Synergistic cytotoxicity of bromoacetic acid and three emerging bromophenolic disinfection byproducts against human intestinal and neuronal cells

Abstract

Halogenated disinfection byproducts (halo-DBPs) are drinking water contaminants of great public health concern. Nine haloaliphatic DBPs have been regulated by the U.S. Environmental Protection Agency and various halophenolic compounds have been identified as emerging DBPs. In this study, we evaluated the cytotoxic interactions of the regulated bromoacetic acid and three emerging bromophenolic DBPs, i.e., 2,4,6-tribromophenol, 3,5-dibromo-4-hydroxybenzoic acid, and 3,5-dibromo-4-hydroxybenzaldehyde. Cytotoxicity was measured for each DBP individually as well as each of their mixtures using in vitro human epithelial colorectal adenocarcinoma (Caco-2) and neuroblastoma (SH-SY5Y) cells. Concentration addition (CA) model and isobolographic analysis were employed to characterize the interactions among the DBPs. Our results show that the cytotoxicity of four bromo-DBPs against both cell-types followed the descending rank order of bromoacetic acid > 2,4,6-tribromophenol > 3,5-dibromo-4-hydroxybenzaldehyde > 3,5-dibromo-4-hydroxybenzoic acid.

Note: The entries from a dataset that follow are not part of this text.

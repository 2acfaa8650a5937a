// crates/studio-proxy-core/tests/common/mod.rs
// =============================================================================
// Module: Core Test Helpers
// Description: Shared fixtures for studio-proxy-core integration tests.
// Purpose: Build configs and upload directories without repeating setup.
// =============================================================================

#![allow(dead_code, reason = "Test helpers are selectively used across suites.")]

use std::collections::BTreeMap;
use std::fs;
use std::fs::File;
use std::path::Path;
use std::path::PathBuf;
use std::time::Duration;
use std::time::SystemTime;

use studio_proxy_config::ProxyConfig;

pub mod env;

/// One day.
pub const DAY: Duration = Duration::from_secs(86_400);

/// Builds a validated config from pairs over defaults.
pub fn config_with(pairs: &[(&str, &str)]) -> Result<ProxyConfig, String> {
    let values: BTreeMap<String, String> =
        pairs.iter().map(|(key, value)| ((*key).to_string(), (*value).to_string())).collect();
    let config = ProxyConfig::from_values(&values).map_err(|err| err.to_string())?;
    config.validate().map_err(|err| err.to_string())?;
    Ok(config)
}

/// Writes `contents` to `dir/name` and backdates its mtime by `age`.
pub fn write_aged(
    dir: &Path,
    name: &str,
    contents: &[u8],
    age: Duration,
) -> Result<PathBuf, String> {
    let path = dir.join(name);
    fs::write(&path, contents).map_err(|err| err.to_string())?;
    let modified = SystemTime::now().checked_sub(age).ok_or("age out of range")?;
    let file = File::options().write(true).open(&path).map_err(|err| err.to_string())?;
    file.set_modified(modified).map_err(|err| err.to_string())?;
    Ok(path)
}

Compared with the toxicity data in literature, our finding that bromoacetic acid showed higher cytotoxicity than bromophenolic DBPs was consistent with the results from Chinese hamster ovary cells (a commonly used in vitro model of DBP toxicological studies); but different from the results obtained from in vivo biological models. Significantly, with CA model prediction, we found that mixtures of four bromo-DBPs exhibited synergistic cytotoxic effects on both human cell types. Isobolographic analysis of binary DBP mixtures revealed that, for Caco-2 cells, bromoacetic acid, 2,4,6-tribromophenol, and 3,5-dibromo-4-hydroxybenzoic acid induced synergism; for SH-SY5Y cells, bromoacetic acid induced synergism with all three bromophenolic DBPs. The production of reactive oxidative species (ROS) induced by DBP mixtures could be an important reason for the synergistic cytotoxicity.